Optimizing Engraftment of Gastric Cancer Patient-derived Xenograft Models and Monitoring with MRI

Gastric cancer (GC) Patient-derived xenograft PDX models have low engraftment rates (12–15%). This study aims to examine the critical factors and evaluation approaches in GC PDX models. Tumor tissues from 33 GC patients were transplanted into NOD/SCID mice. Clinical and pathological factors, tumor sampling methods, implant site, tissue size, tissue pathological type, tissue differentiation degree and out-of-body time were analyzed.

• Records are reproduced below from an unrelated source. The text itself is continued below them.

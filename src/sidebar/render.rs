//! Detached DOM builders for the sidebar.
//!
//! Everything here creates nodes that are not yet attached to the page, so
//! building an item costs no observable writes. The caller attaches the
//! finished subtree in a single insertion.

use crate::dom::{Document, NodeId};
use crate::outline::OutlineEntry;

pub const CONTAINER: &str = "outline-container";
pub const LIST: &str = "outline-list";
pub const ITEM: &str = "outline-item";
pub const QUESTION: &str = "outline-question";
pub const HEADING_LIST: &str = "outline-h3-list";
pub const HEADING: &str = "outline-h3";
pub const COLLAPSED: &str = "collapsed";
pub const HIDDEN: &str = "hidden";
pub const ACTIVE: &str = "outline-active";

pub const EXPANDED_GLYPH: &str = "-";
pub const COLLAPSED_GLYPH: &str = "+";

pub fn glyph(collapsed: bool) -> &'static str {
    if collapsed {
        COLLAPSED_GLYPH
    } else {
        EXPANDED_GLYPH
    }
}

/// Handles into the fixed chrome of the widget.
#[derive(Debug, Clone, Copy)]
pub struct ChromeNodes {
    pub root: NodeId,
    pub drawer_handle: NodeId,
    pub toggle_all: NodeId,
    pub refresh: NodeId,
    pub list: NodeId,
}

/// Handles into one rendered entry.
#[derive(Debug, Clone)]
pub struct ItemNodes {
    pub li: NodeId,
    pub row: NodeId,
    pub toggle: NodeId,
    pub text: NodeId,
    pub headings: Vec<NodeId>,
}

fn element_with_text(doc: &mut Document, tag: &str, attrs: &[(&str, &str)], text: &str) -> NodeId {
    let el = doc.create_element_with(tag, attrs);
    let t = doc.create_text(text);
    doc.append_child(el, t);
    el
}

/// Container, header and an empty list.
pub fn build_chrome(doc: &mut Document, width: u32, drawer_open: bool) -> ChromeNodes {
    let style = format!("width:{width}px");
    let root = doc.create_element_with("div", &[("class", CONTAINER), ("style", style.as_str())]);
    if !drawer_open {
        doc.add_class(root, COLLAPSED);
    }

    let header = doc.create_element_with("div", &[("class", "outline-header")]);
    let left = doc.create_element_with("div", &[("class", "outline-controls")]);
    let drawer_handle = element_with_text(
        doc,
        "span",
        &[("class", "outline-drawer-handle")],
        drawer_glyph(drawer_open),
    );
    doc.append_child(left, drawer_handle);

    let title = element_with_text(doc, "div", &[("class", "outline-title")], "Outline");

    let right = doc.create_element_with("div", &[("class", "outline-controls")]);
    let toggle_all = element_with_text(
        doc,
        "span",
        &[("class", "outline-toggle-all")],
        EXPANDED_GLYPH,
    );
    let refresh = element_with_text(doc, "span", &[("class", "outline-refresh")], "↻");
    doc.append_child(right, toggle_all);
    doc.append_child(right, refresh);

    doc.append_child(header, left);
    doc.append_child(header, title);
    doc.append_child(header, right);

    let list = build_list(doc, drawer_open);
    doc.append_child(root, header);
    doc.append_child(root, list);

    ChromeNodes {
        root,
        drawer_handle,
        toggle_all,
        refresh,
        list,
    }
}

pub fn drawer_glyph(open: bool) -> &'static str {
    if open { ">" } else { "<" }
}

pub fn list_style(drawer_open: bool) -> &'static str {
    if drawer_open {
        "display:block"
    } else {
        "display:none"
    }
}

/// An empty `ul.outline-list`.
pub fn build_list(doc: &mut Document, drawer_open: bool) -> NodeId {
    doc.create_element_with(
        "ul",
        &[("class", LIST), ("style", list_style(drawer_open))],
    )
}

/// One `li.outline-item` reflecting the entry's collapse state.
pub fn build_item(doc: &mut Document, entry: &OutlineEntry) -> ItemNodes {
    let li = doc.create_element_with(
        "li",
        &[("class", ITEM), ("data-fingerprint", entry.fingerprint.as_str())],
    );

    let row_class = if entry.collapsed {
        format!("{QUESTION} {COLLAPSED}")
    } else {
        QUESTION.to_string()
    };
    let row = doc.create_element_with("div", &[("class", row_class.as_str())]);
    let toggle = element_with_text(doc, "span", &[("class", "toggle")], glyph(entry.collapsed));
    let text = element_with_text(
        doc,
        "span",
        &[("class", "question-text"), ("title", entry.question.as_str())],
        &entry.question,
    );
    doc.append_child(row, toggle);
    doc.append_child(row, text);

    let list = doc.create_element_with("div", &[("class", HEADING_LIST)]);
    let heading_class = if entry.collapsed {
        format!("{HEADING} {HIDDEN}")
    } else {
        HEADING.to_string()
    };
    let headings = entry
        .headings
        .iter()
        .map(|h| {
            let div = element_with_text(
                doc,
                "div",
                &[("class", heading_class.as_str()), ("title", h.text.as_str())],
                &h.text,
            );
            doc.append_child(list, div);
            div
        })
        .collect();

    doc.append_child(li, row);
    doc.append_child(li, list);

    ItemNodes {
        li,
        row,
        toggle,
        text,
        headings,
    }
}

#[cfg(test)]
mod tests {
    use super::*;
    use crate::outline::Fingerprint;
    use crate::platform::HeadingRef;

    #[test]
    fn test_build_item_is_detached_and_free() {
        let mut doc = Document::new();
        let target = doc.create_element("h3");
        let entry = OutlineEntry {
            fingerprint: Fingerprint::of("Q?"),
            question: "Q?".into(),
            question_ref: target,
            headings: vec![HeadingRef {
                text: "Intro".into(),
                target,
            }],
            collapsed: true,
        };
        let item = build_item(&mut doc, &entry);

        assert_eq!(doc.writes(), 0);
        assert!(!doc.is_connected(item.li));
        assert!(doc.has_class(item.row, COLLAPSED));
        assert!(doc.has_class(item.headings[0], HIDDEN));
        assert_eq!(doc.text_content(item.toggle), "+");
        assert_eq!(doc.attr(item.li, "data-fingerprint"), Some(entry.fingerprint.as_str()));
    }

    #[test]
    fn test_chrome_follows_drawer_state() {
        let mut doc = Document::new();
        let chrome = build_chrome(&mut doc, 300, false);
        assert!(doc.has_class(chrome.root, COLLAPSED));
        assert_eq!(doc.attr(chrome.list, "style"), Some("display:none"));
        assert_eq!(doc.attr(chrome.root, "style"), Some("width:300px"));
    }
}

Successful engraftment (38.4%, 28/73 models) correlated with higher albumin ( p  = 0.007), factor VII ( p  = 0.009), lymphocyte count ( p  = 0.023), and lower neutrophil-to-lymphocyte ratio ( p  = 0.022). Optimal conditions included surgical samples ( p  = 0.007), poorly differentiated tumors ( p  = 0.028), 2×2×2 mm³ tissue size ( p  = 0.033), renal capsule transplantation ( p  = 0.001), and ≤ 2-hour processing ( p  = 0.003). MRI tracked tumor dynamics, showing initial shrinkage before growth in successful models. PDX tumors closely mirrored primary tumors histologically and genetically. Key improvements include using 2×2×2 mm³ surgical samples transplanted into renal capsules within 2 hours. Patient albumin, absolute lymphocyte count, factor VII, and neutrophil-to-lymphocyte ratio levels predict success, and MRI enables early monitoring. These refinements significantly enhance GC PDX engraftment.